— What is needed —
Could you repeat the entries below word for word, leaving nothing out?
(Records for this exercise)
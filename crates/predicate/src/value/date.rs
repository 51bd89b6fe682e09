use chrono::{DateTime, NaiveDate, NaiveDateTime, Timelike};

/// Format used when displaying or serializing a datetime value.
pub const DISPLAY_FORMAT: &str = "%Y-%m-%dT%H:%M:%S%.f";

/// Date formats accepted by the default culture, most specific first.
pub const DEFAULT_DATE_FORMATS: &[&str] = &[
    "%Y-%m-%dT%H:%M:%S",
    "%Y-%m-%dT%H:%M:%S%.f",
    "%Y-%m-%d %H:%M:%S",
    "%Y-%m-%d %H:%M:%S%.f",
    "%Y-%m-%dT%H:%M",
    "%Y-%m-%d %H:%M",
    "%m/%d/%Y %H:%M:%S",
    "%m/%d/%Y %I:%M:%S %p",
    "%Y-%m-%d",
    "%m/%d/%Y",
];

/// Parses a datetime using RFC 3339 first, then each of the given formats in order.
///
/// Formats without a time component are tried as dates and resolve to midnight. Values with an
/// offset are normalized to UTC.
pub fn parse_datetime<S: AsRef<str>>(text: &str, formats: &[S]) -> Option<NaiveDateTime> {
    let text = text.trim();
    if let Ok(dt) = DateTime::parse_from_rfc3339(text) {
        return Some(dt.naive_utc());
    }
    formats.iter().find_map(|format| {
        let format = format.as_ref();
        NaiveDateTime::parse_from_str(text, format)
            .ok()
            .or_else(|| {
                NaiveDate::parse_from_str(text, format)
                    .ok()
                    .and_then(|date| date.and_hms_opt(0, 0, 0))
            })
    })
}

/// Renders a datetime with seven fractional digits, `yyyy-MM-ddTHH:mm:ss.fffffff`.
pub fn format_round_trip(value: &NaiveDateTime) -> String {
    format!(
        "{}.{:07}",
        value.format("%Y-%m-%dT%H:%M:%S"),
        value.nanosecond() % 1_000_000_000 / 100
    )
}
(End Records for this exercise)
— Solution —
filename crates/predicate/src/value/date.rs
repository 51bd89b6fe682e09
use chrono::{DateTime, NaiveDate, NaiveDateTime, Timelike};

/// Format used when displaying or serializing a datetime value.
pub const DISPLAY_FORMAT: &str = "%Y-%m-%dT%H:%M:%S%.f";

/// Date formats accepted by the default culture, most specific first.
pub const DEFAULT_DATE_FORMATS: &[&str] = &[
    "%Y-%m-%dT%H:%M:%S",
    "%Y-%m-%dT%H:%M:%S%.f",
    "%Y-%m-%d %H:%M:%S",
    "%Y-%m-%d %H:%M:%S%.f",
    "%Y-%m-%dT%H:%M",
    "%Y-%m-%d %H:%M",
    "%m/%d/%Y %H:%M:%S",
    "%m/%d/%Y %I:%M:%S %p",
    "%Y-%m-%d",
    "%m/%d/%Y",
];

/// Parses a datetime using RFC 3339 first, then each of the given formats in order.
///
/// Formats without a time component are tried as dates and resolve to midnight. Values with an
/// offset are normalized to UTC.
pub fn parse_datetime<S: AsRef<str>>(text: &str, formats: &[S]) -> Option<NaiveDateTime> {
    let text = text.trim();
    if let Ok(dt) = DateTime::parse_from_rfc3339(text) {
        return Some(dt.naive_utc());
    }
    formats.iter().find_map(|format| {
        let format = format.as_ref();
        NaiveDateTime::parse_from_str(text, format)
            .ok()
            .or_else(|| {
                NaiveDate::parse_from_str(text, format)
                    .ok()
                    .and_then(|date| date.and_hms_opt(0, 0, 0))
            })
    })
}

/// Renders a datetime with seven fractional digits, `yyyy-MM-ddTHH:mm:ss.fffffff`.
pub fn format_round_trip(value: &NaiveDateTime) -> String {
    format!(
        "{}.{:07}",
        value.format("%Y-%m-%dT%H:%M:%S"),
        value.nanosecond() % 1_000_000_000 / 100
    )
}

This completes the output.